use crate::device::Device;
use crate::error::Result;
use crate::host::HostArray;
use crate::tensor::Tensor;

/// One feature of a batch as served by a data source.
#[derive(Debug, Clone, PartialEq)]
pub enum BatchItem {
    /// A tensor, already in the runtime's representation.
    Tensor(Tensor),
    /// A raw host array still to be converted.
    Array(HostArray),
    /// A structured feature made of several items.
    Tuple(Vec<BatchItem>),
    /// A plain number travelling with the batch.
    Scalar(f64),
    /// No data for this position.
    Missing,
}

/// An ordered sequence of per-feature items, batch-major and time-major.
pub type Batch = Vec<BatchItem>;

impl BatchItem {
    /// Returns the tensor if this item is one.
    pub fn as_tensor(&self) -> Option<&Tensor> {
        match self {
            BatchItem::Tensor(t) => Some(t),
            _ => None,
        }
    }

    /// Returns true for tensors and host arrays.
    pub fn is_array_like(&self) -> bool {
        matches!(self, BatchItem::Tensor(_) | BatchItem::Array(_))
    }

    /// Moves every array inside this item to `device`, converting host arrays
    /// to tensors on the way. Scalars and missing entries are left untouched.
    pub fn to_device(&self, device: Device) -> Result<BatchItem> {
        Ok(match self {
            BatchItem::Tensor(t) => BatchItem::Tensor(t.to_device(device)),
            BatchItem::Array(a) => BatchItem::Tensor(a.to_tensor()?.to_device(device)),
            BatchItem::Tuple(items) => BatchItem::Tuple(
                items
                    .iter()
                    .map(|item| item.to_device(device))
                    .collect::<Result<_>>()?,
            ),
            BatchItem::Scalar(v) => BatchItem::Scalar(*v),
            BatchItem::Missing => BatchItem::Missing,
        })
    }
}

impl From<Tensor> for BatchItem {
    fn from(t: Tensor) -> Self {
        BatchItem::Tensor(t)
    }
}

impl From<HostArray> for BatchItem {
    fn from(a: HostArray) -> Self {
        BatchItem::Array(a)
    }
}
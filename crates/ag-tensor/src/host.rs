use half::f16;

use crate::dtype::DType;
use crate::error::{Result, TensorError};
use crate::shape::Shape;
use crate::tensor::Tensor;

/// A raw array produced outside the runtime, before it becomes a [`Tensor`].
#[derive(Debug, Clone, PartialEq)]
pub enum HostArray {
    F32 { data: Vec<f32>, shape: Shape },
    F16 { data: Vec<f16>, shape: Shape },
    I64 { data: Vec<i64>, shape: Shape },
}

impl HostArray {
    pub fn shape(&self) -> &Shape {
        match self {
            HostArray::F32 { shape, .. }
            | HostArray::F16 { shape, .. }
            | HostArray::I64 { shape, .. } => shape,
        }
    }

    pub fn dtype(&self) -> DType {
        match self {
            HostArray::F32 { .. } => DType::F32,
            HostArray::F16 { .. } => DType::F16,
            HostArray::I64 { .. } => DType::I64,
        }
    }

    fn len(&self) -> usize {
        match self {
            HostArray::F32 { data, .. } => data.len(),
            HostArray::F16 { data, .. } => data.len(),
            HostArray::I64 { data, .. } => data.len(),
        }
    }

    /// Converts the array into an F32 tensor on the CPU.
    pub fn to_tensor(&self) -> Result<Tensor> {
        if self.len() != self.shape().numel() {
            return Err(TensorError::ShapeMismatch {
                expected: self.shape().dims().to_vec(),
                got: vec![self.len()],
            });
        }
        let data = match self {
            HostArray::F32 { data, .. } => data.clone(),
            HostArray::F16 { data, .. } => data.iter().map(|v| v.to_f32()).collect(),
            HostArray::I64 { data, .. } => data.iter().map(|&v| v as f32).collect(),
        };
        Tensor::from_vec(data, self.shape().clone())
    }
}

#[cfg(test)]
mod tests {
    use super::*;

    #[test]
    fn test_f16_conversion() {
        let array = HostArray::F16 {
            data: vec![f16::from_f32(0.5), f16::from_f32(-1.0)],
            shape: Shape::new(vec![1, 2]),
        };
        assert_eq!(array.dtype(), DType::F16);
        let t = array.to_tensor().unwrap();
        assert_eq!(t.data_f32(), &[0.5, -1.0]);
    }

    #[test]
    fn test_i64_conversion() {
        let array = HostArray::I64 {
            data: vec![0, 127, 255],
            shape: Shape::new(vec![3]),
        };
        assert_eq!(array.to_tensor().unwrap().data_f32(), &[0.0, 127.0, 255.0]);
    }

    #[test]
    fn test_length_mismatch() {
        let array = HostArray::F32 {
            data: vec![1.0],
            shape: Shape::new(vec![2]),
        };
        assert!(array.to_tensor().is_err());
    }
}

__TASK STATEMENT__.
Set down, from the entries above, exactly the lines from the one with "data.iter().map(|&v| v as" up to and including the one with "assert_eq!(array.dtype(), DType::F16);", and no other lines.

__EXERCISE RESPONSE__.
            HostArray::I64 { data, .. } => data.iter().map(|&v| v as f32).collect(),
        };
        Tensor::from_vec(data, self.shape().clone())
    }
}

#[cfg(test)]
mod tests {
    use super::*;

    #[test]
    fn test_f16_conversion() {
        let array = HostArray::F16 {
            data: vec![f16::from_f32(0.5), f16::from_f32(-1.0)],
            shape: Shape::new(vec![1, 2]),
        };
        assert_eq!(array.dtype(), DType::F16);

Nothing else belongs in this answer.